Monday, 28 September 2009

Savings - different purposes - annual bills

While I've long recognised that saving was a sensible and probably virtuous thing to do, and have been in the habit of saving money where possible, it has taken me quite a few years to work out that there are several different categories of saving, which it makes sense to treat separately.

In this post,  I'm looking at annually recurring bills: saving for these this is not really saving at all, just spreading the cost of household bills which need to be paid for irregularly.  I used to find that my savings account would get a severe beating in mid-summer every year, when several insurance policies, car servicing, not to mention holiday costs, all fell due around the same time. A few years' ago I read somewhere about the idea of an "annual bills" jar.  The way it works is very straightforward; you need to add up all the bills which you need to pay less often than monthly, estimate their amounts, ideally add a bit to allow for miscalculations or increased premiums, divide the total by twelve, and then set up a direct debit from current account to savings for that amount each month.  You can then transfer money back to the current account to pay the irregular bills, as they come up.

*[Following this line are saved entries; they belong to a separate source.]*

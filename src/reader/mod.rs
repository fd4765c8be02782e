//! 行読み取りセッション
//!
//! `LineReader` はキーマップ・ウィジェット・モード・履歴・キルリングをまとめて保持し、
//! `read_line` ごとに新しいバッファを作ってディスパッチャを回す。

mod context;
pub(crate) mod dispatcher;

pub use context::EditContext;

use crate::completion::{Candidate, Completer, CompletionState, NullCompleter};
use crate::display::{NullDisplay, Redisplay};
use crate::editor::{Buffer, KillRing, UndoLog};
use crate::error::{ReadlineError, Result};
use crate::history::{History, HistorySession};
use crate::input::defaults::default_keymaps;
use crate::input::key::Key;
use crate::input::keymap::{names, KeyMaps};
use crate::input::source::{KeyInput, KeySource};
use crate::mode::{BaseMode, ModeController};
use crate::options::{vars, Options, Variables};
use crate::parser::{DefaultParser, Parser};
use crate::widget::{Widget, WidgetName, WidgetOutcome, WidgetRegistry};
use std::collections::VecDeque;
use std::ops::Range;
use std::time::Duration;

/// 1行の編集中だけ有効な補助状態
#[derive(Debug, Default)]
pub struct LineState {
    /// メニュー補完の巡回状態
    pub completion: Option<CompletionState>,
    /// 一覧表示中の候補
    pub listing: Option<Vec<Candidate>>,
    /// 直前の yank で挿入した範囲
    pub last_yank: Option<Range<usize>>,
    /// 次の入力次第で取り除く補完の接尾辞
    pub auto_suffix: Option<Range<usize>>,
    /// HISTORY_VERIFY で展開済みとして提示した行
    pub verified_text: Option<String>,
    /// insert-last-word で挿入した (履歴位置, 範囲)
    pub last_word: Option<(usize, Range<usize>)>,
    /// 表示用メッセージ
    pub message: Option<String>,
    /// execute-named-cmd で入力中の名前
    pub(crate) command_name: Option<String>,
    pub(crate) bells: usize,
}

/// キー入力元と押し戻しキュー
pub(crate) struct InputQueue {
    source: Box<dyn KeySource + Send>,
    pushback: VecDeque<Key>,
}

impl InputQueue {
    pub(crate) fn new(source: Box<dyn KeySource + Send>) -> Self {
        Self {
            source,
            pushback: VecDeque::new(),
        }
    }

    /// 次のキー。押し戻されたキーを優先する
    pub(crate) fn read(&mut self, timeout: Option<Duration>) -> Result<KeyInput> {
        if let Some(key) = self.pushback.pop_front() {
            return Ok(KeyInput::Key(key));
        }
        match timeout {
            Some(timeout) => self.source.read_key_timeout(timeout),
            None => self.source.read_key(),
        }
    }

    /// 順序を保ったまま先頭へ戻す
    pub(crate) fn push_back(&mut self, keys: &[Key]) {
        for key in keys.iter().rev() {
            self.pushback.push_front(*key);
        }
    }
}

/// 対話的な行エディタ
pub struct LineReader {
    keymaps: KeyMaps,
    registry: WidgetRegistry,
    mode: ModeController,
    history: HistorySession,
    kill_ring: KillRing,
    options: Options,
    variables: Variables,
    completer: Box<dyn Completer + Send>,
    parser: Box<dyn Parser + Send>,
    input: InputQueue,
    display: Box<dyn Redisplay + Send>,
    bell_count: usize,
}

impl LineReader {
    /// 既定のキーマップと組み込みウィジェットで作成
    pub fn new(source: impl KeySource + Send + 'static) -> Self {
        Self {
            keymaps: default_keymaps(),
            registry: WidgetRegistry::with_builtins(),
            mode: ModeController::default(),
            history: HistorySession::default(),
            kill_ring: KillRing::new(),
            options: Options::new(),
            variables: Variables::new(),
            completer: Box::new(NullCompleter),
            parser: Box::new(DefaultParser),
            input: InputQueue::new(Box::new(source)),
            display: Box::new(NullDisplay),
            bell_count: 0,
        }
    }

    pub fn with_display(mut self, display: impl Redisplay + Send + 'static) -> Self {
        self.display = Box::new(display);
        self
    }

    pub fn with_completer(mut self, completer: impl Completer + Send + 'static) -> Self {
        self.completer = Box::new(completer);
        self
    }

    pub fn with_parser(mut self, parser: impl Parser + Send + 'static) -> Self {
        self.parser = Box::new(parser);
        self
    }

    pub fn with_history(mut self, history: impl History + Send + 'static) -> Self {
        self.history = HistorySession::new(Box::new(history));
        self
    }

    /// 編集モード（`emacs` / `vi`）を設定
    pub fn with_editing_mode(mut self, mode: &str) -> Self {
        self.variables.set(vars::EDITING_MODE, mode);
        self
    }

    pub fn with_keymaps(mut self, keymaps: KeyMaps) -> Self {
        self.keymaps = keymaps;
        self
    }

    /// 入力元を差し替える（押し戻し済みのキーは破棄される）
    pub fn set_source(&mut self, source: impl KeySource + Send + 'static) {
        self.input = InputQueue::new(Box::new(source));
    }

    pub fn keymaps(&self) -> &KeyMaps {
        &self.keymaps
    }

    pub fn keymaps_mut(&mut self) -> &mut KeyMaps {
        &mut self.keymaps
    }

    pub fn registry(&self) -> &WidgetRegistry {
        &self.registry
    }

    pub fn registry_mut(&mut self) -> &mut WidgetRegistry {
        &mut self.registry
    }

    /// ウィジェットを登録（組み込みと同じ名前空間）
    pub fn register_widget(&mut self, name: impl Into<WidgetName>, widget: Widget) -> Option<Widget> {
        self.registry.register(name, widget)
    }

    /// `"C-x C-u"` 形式でキーを割り当てる
    pub fn bind(&mut self, keymap: &str, keys: &str, widget: impl Into<WidgetName>) -> Result<()> {
        self.keymaps.bind_str(keymap, keys, widget)?;
        Ok(())
    }

    pub fn options(&self) -> &Options {
        &self.options
    }

    pub fn options_mut(&mut self) -> &mut Options {
        &mut self.options
    }

    pub fn variables(&self) -> &Variables {
        &self.variables
    }

    pub fn variables_mut(&mut self) -> &mut Variables {
        &mut self.variables
    }

    pub fn history(&self) -> &HistorySession {
        &self.history
    }

    pub fn history_mut(&mut self) -> &mut HistorySession {
        &mut self.history
    }

    pub fn kill_ring(&self) -> &KillRing {
        &self.kill_ring
    }

    pub fn mode(&self) -> &ModeController {
        &self.mode
    }

    /// これまでに鳴らしたベルの回数
    pub fn bell_count(&self) -> usize {
        self.bell_count
    }

    /// `keymap` 変数、次に `editing-mode` 変数から開始モードを決める
    fn initial_mode(&self) -> BaseMode {
        let from_editing_mode = || {
            self.variables
                .get_str(vars::EDITING_MODE)
                .and_then(BaseMode::from_editing_mode)
                .unwrap_or(BaseMode::Emacs)
        };
        match self.variables.get_str(vars::KEYMAP) {
            Some(names::MAIN) | None => from_editing_mode(),
            Some(name) => BaseMode::from_keymap_name(name).unwrap_or_else(from_editing_mode),
        }
    }

    /// 1行読み取る
    ///
    /// 確定した行を返す。中断は `ReadlineError::Interrupted`、空行での入力終端は
    /// `ReadlineError::EndOfInput`。
    pub fn read_line(&mut self, prompt: &str) -> Result<String> {
        let base = self.initial_mode();
        self.keymaps.set_main(base.keymap_name());
        self.mode.reset_for_line(base);
        self.history.reset();
        log::debug!("read_line start: mode={:?}", base);

        let mut buffer = Buffer::new();
        let mut undo = UndoLog::new();
        let mut line = LineState::default();

        let result = {
            let mut ctx = EditContext {
                buffer: &mut buffer,
                undo: &mut undo,
                kill_ring: &mut self.kill_ring,
                mode: &mut self.mode,
                history: &mut self.history,
                options: &mut self.options,
                variables: &mut self.variables,
                line: &mut line,
                keymaps: &self.keymaps,
                registry: &self.registry,
                completer: self.completer.as_ref(),
                parser: self.parser.as_ref(),
                input: &mut self.input,
                display: self.display.as_mut(),
                prompt,
                flags: Default::default(),
            };
            let result = dispatcher::run(&mut ctx);
            if !matches!(result, Err(ReadlineError::Io(_))) {
                ctx.finish()?;
            }
            result
        };
        self.bell_count += line.bells;

        match result? {
            WidgetOutcome::Accept => {
                let text = buffer.text();
                if !self.variables.get_bool(vars::DISABLE_HISTORY, false) {
                    self.history.add(&text);
                }
                log::debug!("read_line accepted {} chars", text.chars().count());
                Ok(text)
            }
            WidgetOutcome::Abort | WidgetOutcome::Continue => Err(ReadlineError::Interrupted),
        }
    }
}

#[cfg(test)]
mod tests {
    use super::*;
    use crate::input::source::ScriptedKeySource;

    #[test]
    fn test_input_queue_pushback_order() {
        let mut queue = InputQueue::new(Box::new(ScriptedKeySource::new().text("z")));
        queue.push_back(&[Key::char('a'), Key::char('b')]);
        queue.push_back(&[Key::char('c')]);
        let mut read = Vec::new();
        while let Ok(KeyInput::Key(key)) = queue.read(None) {
            read.push(key.to_char().unwrap_or('?'));
        }
        assert_eq!(read, vec!['c', 'a', 'b', 'z']);
    }

    #[test]
    fn test_read_line_simple_text() {
        let mut reader = LineReader::new(ScriptedKeySource::new().text("hello").key(Key::plain(crate::input::key::KeyCode::Enter)));
        assert_eq!(reader.read_line("> ").unwrap(), "hello");
        assert_eq!(reader.history().len(), 1);
    }

    #[test]
    fn test_eof_on_empty_line() {
        let mut reader = LineReader::new(ScriptedKeySource::new());
        assert!(matches!(reader.read_line("> "), Err(ReadlineError::EndOfInput)));
    }

    #[test]
    fn test_initial_mode_from_variables() {
        let mut reader = LineReader::new(ScriptedKeySource::new()).with_editing_mode("vi");
        assert_eq!(reader.initial_mode(), BaseMode::ViInsert);
        reader.variables_mut().set(vars::KEYMAP, "vicmd");
        assert_eq!(reader.initial_mode(), BaseMode::ViCommand);
        reader.variables_mut().set(vars::KEYMAP, "main");
        assert_eq!(reader.initial_mode(), BaseMode::ViInsert);
    }
}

Another advantage of this approach is that it should avoid the temptation to sign up for any regular payment schemes which you may be offered with insurance and similar; they usually include a hefty amount of interest and are therefore best avoided.

If you like, as well as annual bills you could include a payment for Christmas and Summer holiday expenses, as they are also recurring and standard; I used to lump these categories into my annual bills budget though I have recently, possibly over-fussily, set up a separate jar for holidays.

1 comment:

  1. Yeah, calculating how much you need for annual bills is a pretty useful thing to do. I'd say it helps if you use an online bank which makes it relatively easy to set up various different accounts and standing orders between them, such as Intelligent Finance.